Évidemment, il n’avait pas été spécialement réconforté par ce qu’il avait trouvé dans le scaphandre de Sajaki.
— Il n’a jamais été dedans, déclara Calvin, faisant irruption dans ses pensées. Le scaphandre était vide. Pas étonnant qu’il ne t’ait jamais laissé approcher.
— Le salaud ! Le sale traître !
— Comme tu dis. Sauf que le sale traître, ce n’est pas vraiment Sajaki, hein ?
Sylveste s’efforçait désespérément de trouver une autre explication à ce paradoxe ; en vain.
— Mais si ce n’est pas Sajaki… commença-t-il.
Il n’alla pas au bout de sa pensée. Il se rappela qu’il ne l’avait pas vu en personne avant de quitter le vaisseau. Sajaki l’avait appelé depuis l’infirmerie, mais rien ne prouvait que c’était vraiment lui.
— Quelque chose faisait bien bouger ce scaphandre, avant qu’il ne s’écrase, répondit Calvin.
Il lui faisait son numéro favori et s’arrangeait pour avoir l’air absurdement calme, malgré la situation. Mais il n’y mettait pas le panache habituel.
— Pour moi, il n’y a qu’un coupable logique.

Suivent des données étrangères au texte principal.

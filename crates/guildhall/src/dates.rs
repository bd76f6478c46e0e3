//! Turning the free-text dates on gift declarations into calendar dates.
//!
//! Declarations are typed by hand, so the same day shows up as "3 Jan 2021",
//! "3rd January, 2021", "03/01/2021" and so on. We only commit to a date when
//! the text carries an explicit 20xx year: without one any guess at the year
//! would be silently wrong.

use std::sync::LazyLock;

use chrono::NaiveDate;
use regex::Regex;

const MONTH: &str = r"(jan(?:uary)?|feb(?:ruary)?|mar(?:ch)?|apr(?:il)?|may|june?|july?|aug(?:ust)?|sep(?:t(?:ember)?)?|oct(?:ober)?|nov(?:ember)?|dec(?:ember)?)\.?";

static RE_YEAR: LazyLock<Regex> =
    LazyLock::new(|| Regex::new(r"(?:^|\D)20\d{2}(?:\D|$)").expect("invalid regex: year"));

static RE_ORDINAL: LazyLock<Regex> = LazyLock::new(|| {
    Regex::new(r"(?i)\b(\d{1,2})(?:st|nd|rd|th)\b").expect("invalid regex: ordinal")
});

static RE_ISO: LazyLock<Regex> = LazyLock::new(|| {
    Regex::new(r"\b(20\d{2})-(\d{1,2})-(\d{1,2})\b").expect("invalid regex: iso date")
});

static RE_NUMERIC: LazyLock<Regex> = LazyLock::new(|| {
    Regex::new(r"\b(\d{1,2})[/.\-](\d{1,2})[/.\-](20\d{2})\b").expect("invalid regex: numeric date")
});

static RE_DAY_MONTH_YEAR: LazyLock<Regex> = LazyLock::new(|| {
    Regex::new(&format!(r"(?i)\b(\d{{1,2}})\s+{MONTH}\s+(20\d{{2}})\b"))
        .expect("invalid regex: day month year")
});

static RE_MONTH_DAY_YEAR: LazyLock<Regex> = LazyLock::new(|| {
    Regex::new(&format!(r"(?i)\b{MONTH}\s+(\d{{1,2}})\s+(20\d{{2}})\b"))
        .expect("invalid regex: month day year")
});

/// Month number for a full or abbreviated English month name.
fn parse_month(month: &str) -> Option<u32> {
    let month = month.trim_end_matches('.').to_lowercase();
    let number = match month.get(..3)? {
        "jan" => 1,
        "feb" => 2,
        "mar" => 3,
        "apr" => 4,
        "may" => 5,
        "jun" => 6,
        "jul" => 7,
        "aug" => 8,
        "sep" => 9,
        "oct" => 10,
        "nov" => 11,
        "dec" => 12,
        _ => return None,
    };
    Some(number)
}

fn ymd(year: &str, month: u32, day: &str) -> Option<NaiveDate> {
    NaiveDate::from_ymd_opt(year.parse().ok()?, month, day.parse().ok()?)
}

/// Parses a declaration date, reading numeric dates day-first.
///
/// Returns `None` when there is no explicit 20xx year, when the text has no
/// recognisable day and month, or when the pieces do not form a real date.
pub fn parse_date(raw: &str) -> Option<NaiveDate> {
    if !RE_YEAR.is_match(raw) {
        return None;
    }

    let cleaned = RE_ORDINAL.replace_all(raw, "$1").replace(',', " ");
    let cleaned = cleaned.split_whitespace().collect::<Vec<_>>().join(" ");

    if let Some(caps) = RE_ISO.captures(&cleaned) {
        return ymd(&caps[1], caps[2].parse().ok()?, &caps[3]);
    }
    if let Some(caps) = RE_NUMERIC.captures(&cleaned) {
        return ymd(&caps[3], caps[2].parse().ok()?, &caps[1]);
    }
    if let Some(caps) = RE_DAY_MONTH_YEAR.captures(&cleaned) {
        return ymd(&caps[3], parse_month(&caps[2])?, &caps[1]);
    }
    if let Some(caps) = RE_MONTH_DAY_YEAR.captures(&cleaned) {
        return ymd(&caps[3], parse_month(&caps[1])?, &caps[2]);
    }

    log::debug!("No date recognised in {:?}", raw);
    None
}

#[cfg(test)]
mod tests {
    use super::*;

    fn date(y: i32, m: u32, d: u32) -> Option<NaiveDate> {
        NaiveDate::from_ymd_opt(y, m, d)
    }

    #[test]
    fn test_requires_a_20xx_year() {
        assert_eq!(parse_date("12 March"), None);
        assert_eq!(parse_date("3 Jan"), None);
        assert_eq!(parse_date("12/03/19"), None);
        assert_eq!(parse_date("12 March 1999"), None);
        assert_eq!(parse_date(""), None);
        assert_eq!(parse_date("Ref 120190"), None);
    }

    #[test]
    fn test_named_months() {
        let cases = [
            ("12 March 2019", date(2019, 3, 12)),
            ("3 Jan 2021", date(2021, 1, 3)),
            ("3rd January, 2021", date(2021, 1, 3)),
            ("Tuesday 12th Mar 2019", date(2019, 3, 12)),
            ("21 Sept 2018", date(2018, 9, 21)),
            ("1 Dec. 2020", date(2020, 12, 1)),
            ("March 12, 2019", date(2019, 3, 12)),
            ("received on 5 June 2022 at the Mansion House", date(2022, 6, 5)),
        ];
        for (raw, expected) in cases {
            assert_eq!(parse_date(raw), expected, "parsing {:?}", raw);
        }
    }

    #[test]
    fn test_numeric_dates_are_day_first() {
        assert_eq!(parse_date("12/03/2019"), date(2019, 3, 12));
        assert_eq!(parse_date("01.02.2020"), date(2020, 2, 1));
        assert_eq!(parse_date("5-11-2017"), date(2017, 11, 5));
        assert_eq!(parse_date("13/12/2019"), date(2019, 12, 13));
    }

    #[test]
    fn test_iso_dates() {
        assert_eq!(parse_date("2019-03-12"), date(2019, 3, 12));
    }

    #[test]
    fn test_unparseable_text_with_year_is_none() {
        assert_eq!(parse_date("Spring 2019"), None);
        assert_eq!(parse_date("sometime in 2019, not sure"), None);
        assert_eq!(parse_date("March 2019"), None);
        assert_eq!(parse_date("31/02/2020"), None);
        assert_eq!(parse_date("12/13/2019"), None);
        assert_eq!(parse_date("45 March 2019"), None);
    }
}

— Le Voleur de Soleil, articula Sylveste, comme s’il testait cette idée et la trouvait décidément répugnante. C’était lui, hein ? Khouri avait raison depuis le début.
— Je dirais qu’à ce stade il faudrait être fou furieux pour rejeter cette hypothèse. Tu veux que je continue ?

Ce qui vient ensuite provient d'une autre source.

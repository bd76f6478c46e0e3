//! Small, pure helpers for tidying the text we pull out of register pages.

use reqwest::Url;
use sha1::{Digest, Sha1};

use crate::parser::ParseError;
use crate::types::Role;

/// Cell values that mean "nothing declared".
const EMPTY_SENTINELS: [&str; 4] = ["nil", "none", "n/a", "-"];

const ALDERMAN_SUFFIX: &str = "(Alderman)";
const DEPUTY_SUFFIX: &str = ", Deputy";

/// Collapses every run of whitespace (including `&nbsp;`) to a single space.
pub fn normalize_whitespace(text: &str) -> String {
    text.split_whitespace().collect::<Vec<_>>().join(" ")
}

/// Trims a table cell and maps the "no value" placeholders to empty text.
///
/// Normalizing an already normalized value returns it unchanged.
pub fn normalize_cell(raw: &str) -> String {
    let trimmed = raw.trim();
    if EMPTY_SENTINELS
        .iter()
        .any(|s| trimmed.eq_ignore_ascii_case(s))
    {
        String::new()
    } else {
        trimmed.to_string()
    }
}

/// Splits a display name such as `"Jane Doe (Alderman)"` into the bare name and
/// the role its suffix denotes.
pub fn split_name_role(raw_name: &str) -> (String, Role) {
    let name = raw_name.trim();

    if let Some(stripped) = name.strip_suffix(ALDERMAN_SUFFIX) {
        (stripped.trim_end().to_string(), Role::Alderman)
    } else if let Some(stripped) = name.strip_suffix(DEPUTY_SUFFIX) {
        (stripped.trim_end().to_string(), Role::Deputy)
    } else {
        (name.to_string(), Role::Member)
    }
}

/// The index page's location with its final path segment, query and fragment
/// removed, e.g. `http://host/dir/page.aspx?x=1` becomes `http://host/dir`.
pub fn base_url(index_url: &str) -> Result<String, ParseError> {
    let mut url = Url::parse(index_url)
        .map_err(|e| ParseError::UrlParse(format!("{index_url}: {e}")))?;
    url.set_query(None);
    url.set_fragment(None);
    url.path_segments_mut()
        .map_err(|_| ParseError::UrlParse(format!("{index_url}: cannot be a base")))?
        .pop();

    Ok(url.as_str().trim_end_matches('/').to_string())
}

/// Makes `href` absolute against `base` (as produced by [`base_url`]).
pub fn resolve_url(href: &str, base: &str) -> String {
    let href = href.trim();
    if Url::parse(href).is_ok() {
        return href.to_string();
    }

    // The trailing slash keeps the base's last segment as a directory.
    let dir = format!("{}/", base.trim_end_matches('/'));
    match Url::parse(&dir).and_then(|base| base.join(href)) {
        Ok(joined) => joined.to_string(),
        Err(_) => format!("{}{}", dir, href),
    }
}

/// Identifier for entities that only exist as a name (wards, interest
/// categories): the first 8 hex digits of the name's SHA-1.
///
/// The relational loader derives the same value, so both sides agree on
/// identity for a given name.
pub fn short_hash(name: &str) -> String {
    let digest = Sha1::digest(name.as_bytes());
    format!("{digest:x}")[..8].to_string()
}

#[cfg(test)]
mod tests {
    use super::*;

    const BASE: &str = "http://democracy.cityoflondon.gov.uk";

    #[test]
    fn test_normalize_cell_sentinels() {
        for raw in ["nil", "NIL", " Nil ", "none", "None", "n/a", "N/A", "-", "  -  "] {
            assert_eq!(normalize_cell(raw), "", "'{}' should normalize to empty", raw);
        }
    }

    #[test]
    fn test_normalize_cell_keeps_values() {
        assert_eq!(normalize_cell("  Director, Acme Ltd "), "Director, Acme Ltd");
        assert_eq!(normalize_cell("Nile Trading"), "Nile Trading");
        assert_eq!(normalize_cell("--"), "--");
        assert_eq!(normalize_cell(""), "");
    }

    #[test]
    fn test_normalize_cell_is_idempotent() {
        for raw in ["nil", " Shareholder ", "-", "N/A ", "x"] {
            let once = normalize_cell(raw);
            assert_eq!(normalize_cell(&once), once);
        }
    }

    #[test]
    fn test_split_name_role() {
        assert_eq!(
            split_name_role("Jane Doe (Alderman)"),
            ("Jane Doe".to_string(), Role::Alderman)
        );
        assert_eq!(
            split_name_role("John Smith, Deputy"),
            ("John Smith".to_string(), Role::Deputy)
        );
        assert_eq!(
            split_name_role("  Ann Lee "),
            ("Ann Lee".to_string(), Role::Member)
        );
    }

    #[test]
    fn test_split_name_role_strips_suffix_text_not_length() {
        assert_eq!(
            split_name_role("Sir Christopher Longname-Smythe (Alderman)").0,
            "Sir Christopher Longname-Smythe"
        );
        assert_eq!(split_name_role("Al Li (Alderman)").0, "Al Li");
        assert_eq!(split_name_role("Bo,Deputy").1, Role::Member);
    }

    #[test]
    fn test_base_url() {
        assert_eq!(
            base_url("http://democracy.cityoflondon.gov.uk/mgMemberIndex.aspx?VW=TABLE&PIC=1&FN=")
                .unwrap(),
            BASE
        );
        assert_eq!(
            base_url("https://example.org/council/mgMemberIndex.aspx").unwrap(),
            "https://example.org/council"
        );
        assert!(base_url("not a url").is_err());
    }

    #[test]
    fn test_resolve_url() {
        assert_eq!(
            resolve_url("mgRofI.aspx?UID=292&FID=-1", BASE),
            "http://democracy.cityoflondon.gov.uk/mgRofI.aspx?UID=292&FID=-1"
        );
        assert_eq!(
            resolve_url("https://other.example/x.aspx", BASE),
            "https://other.example/x.aspx"
        );
        assert_eq!(
            resolve_url("/mgCommitteeDetails.aspx?ID=5", "https://example.org/council"),
            "https://example.org/mgCommitteeDetails.aspx?ID=5"
        );
    }

    #[test]
    fn test_resolve_url_normalizes_dot_segments() {
        let base = "https://example.org/council/members";
        assert_eq!(
            resolve_url("../mgCommitteeDetails.aspx?ID=5", base),
            "https://example.org/council/mgCommitteeDetails.aspx?ID=5"
        );
        assert_eq!(
            resolve_url("./mgUserInfo.aspx?UID=1", base),
            "https://example.org/council/members/mgUserInfo.aspx?UID=1"
        );
    }

    #[test]
    fn test_short_hash_is_stable() {
        let first = short_hash("Land and Property");
        let second = short_hash("Land and Property");
        assert_eq!(first, second);
        assert_eq!(first.len(), 8);
        assert!(first.chars().all(|c| c.is_ascii_hexdigit()));
        assert_ne!(first, short_hash("Land and property"));
    }

    #[test]
    fn test_short_hash_known_value() {
        // sha1("abc") = a9993e36...
        assert_eq!(short_hash("abc"), "a9993e36");
    }
}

— Non, répondit Sylveste. Pas pour le moment. Laisse-moi le temps de réfléchir un peu, et puis tu pourras m’infliger tous les pieux aphorismes que tu voudras.
— À quoi veux-tu réfléchir ?
— Je pensais que c’était évident : on y va, ou non ?
La décision n’était pas la plus facile qu’il ait eu à prendre de sa vie. Il savait, maintenant qu’il avait été complètement – ou du moins en partie – manipulé. Jusqu’où cette manipulation était-elle allée ? S’était-elle étendue à sa raison même ? Ses processus de pensée avaient-ils été insidieusement guidés vers cette unique finalité pendant la majeure partie de sa vie, depuis qu’il était rentré du Voile de Lascaille ? Et s’il était vraiment mort là-bas, si celui qui était rentré à Yellowstone n’était qu’une sorte d’automate, agissant, ressentant comme celui qu’il avait été, mais en réalité tendu vers un seul et unique but, qu’il était sur le point d’atteindre en ce moment précis ? Et quelle importance, au fond ?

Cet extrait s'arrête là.